◆ **Instructions to follow**: For the string "EventId", find every matching line in the records and copy it.

(Saved entries)
────────────────────────────────────────

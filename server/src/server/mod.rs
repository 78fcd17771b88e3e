//! HTTP server: router state, routes, readiness and the serve loop.

pub mod health;
pub mod routes;
pub mod state;

pub use routes::{RouterSettings, event_router, notification_router};
pub use state::{AppState, NotificationState};

use axum::Router;
use std::net::SocketAddr;
use tokio::signal;

/// Bind `addr` and serve `router` until Ctrl+C or SIGTERM.
///
/// # Errors
///
/// Returns an error if the address cannot be bound or the server fails.
pub async fn serve(router: Router, addr: SocketAddr) -> anyhow::Result<()> {
    let listener = tokio::net::TcpListener::bind(addr).await?;
    tracing::info!(address = %addr, "HTTP server listening");

    axum::serve(listener, router)
        .with_graceful_shutdown(shutdown_signal())
        .await?;

    tracing::info!("HTTP server stopped");
    Ok(())
}

/// Resolves on Ctrl+C or SIGTERM.
///
/// A handler that cannot be installed is logged and never fires.
pub async fn shutdown_signal() {
    let ctrl_c = async {
        if let Err(e) = signal::ctrl_c().await {
            tracing::error!(error = %e, "Failed to listen for Ctrl+C");
            std::future::pending::<()>().await;
        }
    };

    #[cfg(unix)]
    let terminate = async {
        match signal::unix::signal(signal::unix::SignalKind::terminate()) {
            Ok(mut sigterm) => {
                sigterm.recv().await;
            },
            Err(e) => {
                tracing::error!(error = %e, "Failed to listen for SIGTERM");
                std::future::pending::<()>().await;
            },
        }
    };

    #[cfg(not(unix))]
    let terminate = std::future::pending::<()>();

    tokio::select! {
        () = ctrl_c => tracing::info!("Received Ctrl+C, shutting down gracefully"),
        () = terminate => tracing::info!("Received SIGTERM, shutting down gracefully"),
    }
}
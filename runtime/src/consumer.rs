//! Event bus consumer with automatic reconnection.
//!
//! `EventConsumer` owns the subscribe/process/reconnect loop so handlers only
//! deal with one decoded [`NotificationMessage`] at a time:
//!
//! ```text
//! loop {
//!     subscribe(topics)
//!     for each message:
//!         spawn handler(message)     // receipt never waits on dispatch
//!     stream ended or failed:
//!         sleep(retry_delay), resubscribe
//! }
//! ```
//!
//! Shutdown is signalled through a `broadcast::Receiver<()>` and checked while
//! subscribing and between messages.

use crate::background::spawn_guarded;
use async_trait::async_trait;
use event_hub_core::event_bus::{EventBus, MessageStream};
use event_hub_core::notification::{NotificationMessage, Topic};
use futures::StreamExt;
use std::sync::Arc;
use std::time::Duration;
use thiserror::Error;
use tokio::sync::broadcast;
use tracing::{error, info, warn};

/// Processes one message taken off the bus.
///
/// Errors are logged by the consumer and never stop the loop.
#[async_trait]
pub trait MessageHandler: Send + Sync + 'static {
    /// Handle a decoded message.
    ///
    /// # Errors
    ///
    /// Returns an error when the message could not be processed.
    async fn handle(
        &self,
        message: NotificationMessage,
    ) -> Result<(), Box<dyn std::error::Error + Send + Sync>>;
}

/// Long-running bus consumer.
pub struct EventConsumer {
    name: String,
    topics: Vec<Topic>,
    event_bus: Arc<dyn EventBus>,
    handler: Arc<dyn MessageHandler>,
    shutdown: broadcast::Receiver<()>,
    retry_delay: Duration,
}

impl EventConsumer {
    /// Create a consumer with the default retry delay (5 seconds).
    #[must_use]
    pub fn new(
        name: impl Into<String>,
        topics: Vec<Topic>,
        event_bus: Arc<dyn EventBus>,
        handler: Arc<dyn MessageHandler>,
        shutdown: broadcast::Receiver<()>,
    ) -> Self {
        Self {
            name: name.into(),
            topics,
            event_bus,
            handler,
            shutdown,
            retry_delay: Duration::from_secs(5),
        }
    }

    /// Create a builder for configuring a consumer.
    #[must_use]
    pub fn builder() -> EventConsumerBuilder {
        EventConsumerBuilder::default()
    }

    /// Set custom retry delay.
    #[must_use]
    pub const fn with_retry_delay(mut self, delay: Duration) -> Self {
        self.retry_delay = delay;
        self
    }

    /// Spawn the consumer as a background task.
    #[must_use]
    pub fn spawn(mut self) -> tokio::task::JoinHandle<()> {
        tokio::spawn(async move {
            self.run().await;
        })
    }

    async fn run(&mut self) {
        info!(consumer = %self.name, "Event consumer started");

        loop {
            tokio::select! {
                _ = self.shutdown.recv() => {
                    info!(consumer = %self.name, "Event consumer received shutdown signal");
                    break;
                }
                subscribe_result = self.event_bus.subscribe(&self.topics) => {
                    match subscribe_result {
                        Ok(stream) => {
                            info!(consumer = %self.name, topics = ?self.topics, "Subscribed to event bus");

                            if self.process_stream(stream).await {
                                break;
                            }

                            warn!(consumer = %self.name, "Event stream ended, reconnecting in {:?}", self.retry_delay);
                            tokio::time::sleep(self.retry_delay).await;
                        }
                        Err(e) => {
                            error!(
                                consumer = %self.name,
                                error = %e,
                                "Failed to subscribe to event bus, retrying in {:?}",
                                self.retry_delay
                            );
                            tokio::time::sleep(self.retry_delay).await;
                        }
                    }
                }
            }
        }

        info!(consumer = %self.name, "Event consumer stopped");
    }

    /// Returns true when shutdown was requested, false when the stream ended.
    async fn process_stream(&mut self, mut stream: MessageStream) -> bool {
        loop {
            tokio::select! {
                _ = self.shutdown.recv() => {
                    info!(consumer = %self.name, "Event consumer received shutdown signal during processing");
                    return true;
                }
                next = stream.next() => {
                    match next {
                        Some(Ok(message)) => {
                            metrics::counter!("bus.messages.received", "topic" => message.topic.as_str())
                                .increment(1);
                            let handler = Arc::clone(&self.handler);
                            spawn_guarded("message handler", async move {
                                handler.handle(message).await
                            });
                        }
                        Some(Err(e)) => {
                            error!(consumer = %self.name, error = %e, "Error receiving message from stream");
                        }
                        None => {
                            warn!(consumer = %self.name, "Event stream ended");
                            return false;
                        }
                    }
                }
            }
        }
    }
}

/// Missing required field when building an [`EventConsumer`].
#[derive(Error, Debug, Clone, Copy, PartialEq, Eq)]
#[error("EventConsumer is missing required field '{0}'")]
pub struct ConsumerBuildError(pub &'static str);

/// Builder for configuring an `EventConsumer`.
#[derive(Default)]
pub struct EventConsumerBuilder {
    name: Option<String>,
    topics: Option<Vec<Topic>>,
    event_bus: Option<Arc<dyn EventBus>>,
    handler: Option<Arc<dyn MessageHandler>>,
    shutdown: Option<broadcast::Receiver<()>>,
    retry_delay: Option<Duration>,
}

impl EventConsumerBuilder {
    /// Set consumer name.
    #[must_use]
    pub fn name(mut self, name: impl Into<String>) -> Self {
        self.name = Some(name.into());
        self
    }

    /// Set topics to subscribe to.
    #[must_use]
    pub fn topics(mut self, topics: Vec<Topic>) -> Self {
        self.topics = Some(topics);
        self
    }

    /// Set event bus instance.
    #[must_use]
    pub fn event_bus(mut self, event_bus: Arc<dyn EventBus>) -> Self {
        self.event_bus = Some(event_bus);
        self
    }

    /// Set message handler.
    #[must_use]
    pub fn handler(mut self, handler: Arc<dyn MessageHandler>) -> Self {
        self.handler = Some(handler);
        self
    }

    /// Set shutdown signal receiver.
    #[must_use]
    pub fn shutdown(mut self, shutdown: broadcast::Receiver<()>) -> Self {
        self.shutdown = Some(shutdown);
        self
    }

    /// Set custom retry delay (default: 5 seconds).
    #[must_use]
    pub const fn retry_delay(mut self, delay: Duration) -> Self {
        self.retry_delay = Some(delay);
        self
    }

    /// Build the `EventConsumer`.
    ///
    /// # Errors
    ///
    /// Returns [`ConsumerBuildError`] naming the first unset required field.
    pub fn build(self) -> Result<EventConsumer, ConsumerBuildError> {
        Ok(EventConsumer {
            name: self.name.ok_or(ConsumerBuildError("name"))?,
            topics: self.topics.ok_or(ConsumerBuildError("topics"))?,
            event_bus: self.event_bus.ok_or(ConsumerBuildError("event_bus"))?,
            handler: self.handler.ok_or(ConsumerBuildError("handler"))?,
            shutdown: self.shutdown.ok_or(ConsumerBuildError("shutdown"))?,
            retry_delay: self.retry_delay.unwrap_or(Duration::from_secs(5)),
        })
    }
}
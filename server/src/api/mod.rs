//! HTTP handlers, grouped by resource.
//!
//! Event service:
//! - Events: lifecycle, reads, apply and unapply
//! - Applications: roster record administration
//!
//! Notification service:
//! - Subscriptions: mailing-list membership
//! - Notify: direct hand-off of a notification envelope

pub mod applications;
pub mod events;
pub mod notify;
pub mod subscriptions;

use event_hub_core::event::EventId;
use event_hub_web::AppError;
use serde::Serialize;

/// `{"message": ...}` body for operations without a resource to return.
#[derive(Debug, Serialize)]
pub struct MessageResponse {
    /// Outcome in words
    pub message: String,
}

impl MessageResponse {
    /// Wrap `message`.
    #[must_use]
    pub fn new(message: impl Into<String>) -> Self {
        Self {
            message: message.into(),
        }
    }
}

/// Parse a path segment as an event id, answering 400 when it is not a UUID.
pub(crate) fn parse_event_id(raw: &str) -> Result<EventId, AppError> {
    raw.parse()
        .map_err(|e: event_hub_core::event::ValidationError| AppError::validation(e.to_string()))
}
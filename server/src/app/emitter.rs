//! Event bus emitter.
//!
//! Flattens a typed payload into a [`NotificationMessage`] and publishes it
//! on the payload's topic. Delivery to mailboxes happens later, in the
//! notification service.

use event_hub_core::event_bus::{EventBus, EventBusError};
use event_hub_core::notification::{NotificationMessage, PayloadError, TopicPayload};
use std::sync::Arc;
use thiserror::Error;

/// Why a notification was not published.
#[derive(Debug, Error)]
pub enum EmitError {
    /// The payload did not encode to a JSON object.
    #[error("Failed to encode notification: {0}")]
    Encode(#[from] PayloadError),

    /// The bus rejected the message.
    #[error("Failed to publish notification: {0}")]
    Publish(#[from] EventBusError),
}

/// Publishes notification payloads.
#[derive(Clone)]
pub struct Emitter {
    bus: Arc<dyn EventBus>,
}

impl Emitter {
    /// Emit on `bus`.
    #[must_use]
    pub fn new(bus: Arc<dyn EventBus>) -> Self {
        Self { bus }
    }

    /// Publish `payload` on its topic.
    ///
    /// # Errors
    ///
    /// Returns [`EmitError`] if encoding or publishing fails.
    pub async fn emit<P: TopicPayload>(&self, payload: &P) -> Result<(), EmitError> {
        let message = NotificationMessage::from_payload(payload)?;
        self.bus.publish(&message).await.inspect_err(|e| {
            tracing::warn!(topic = %message.topic, error = %e, "Publish failed");
        })?;

        tracing::info!(topic = %message.topic, "Notification emitted");
        Ok(())
    }
}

────────────────────────────────────────

◆ **Task output**:
use event_hub_core::event::EventId;
pub(crate) fn parse_event_id(raw: &str) -> Result<EventId, AppError> {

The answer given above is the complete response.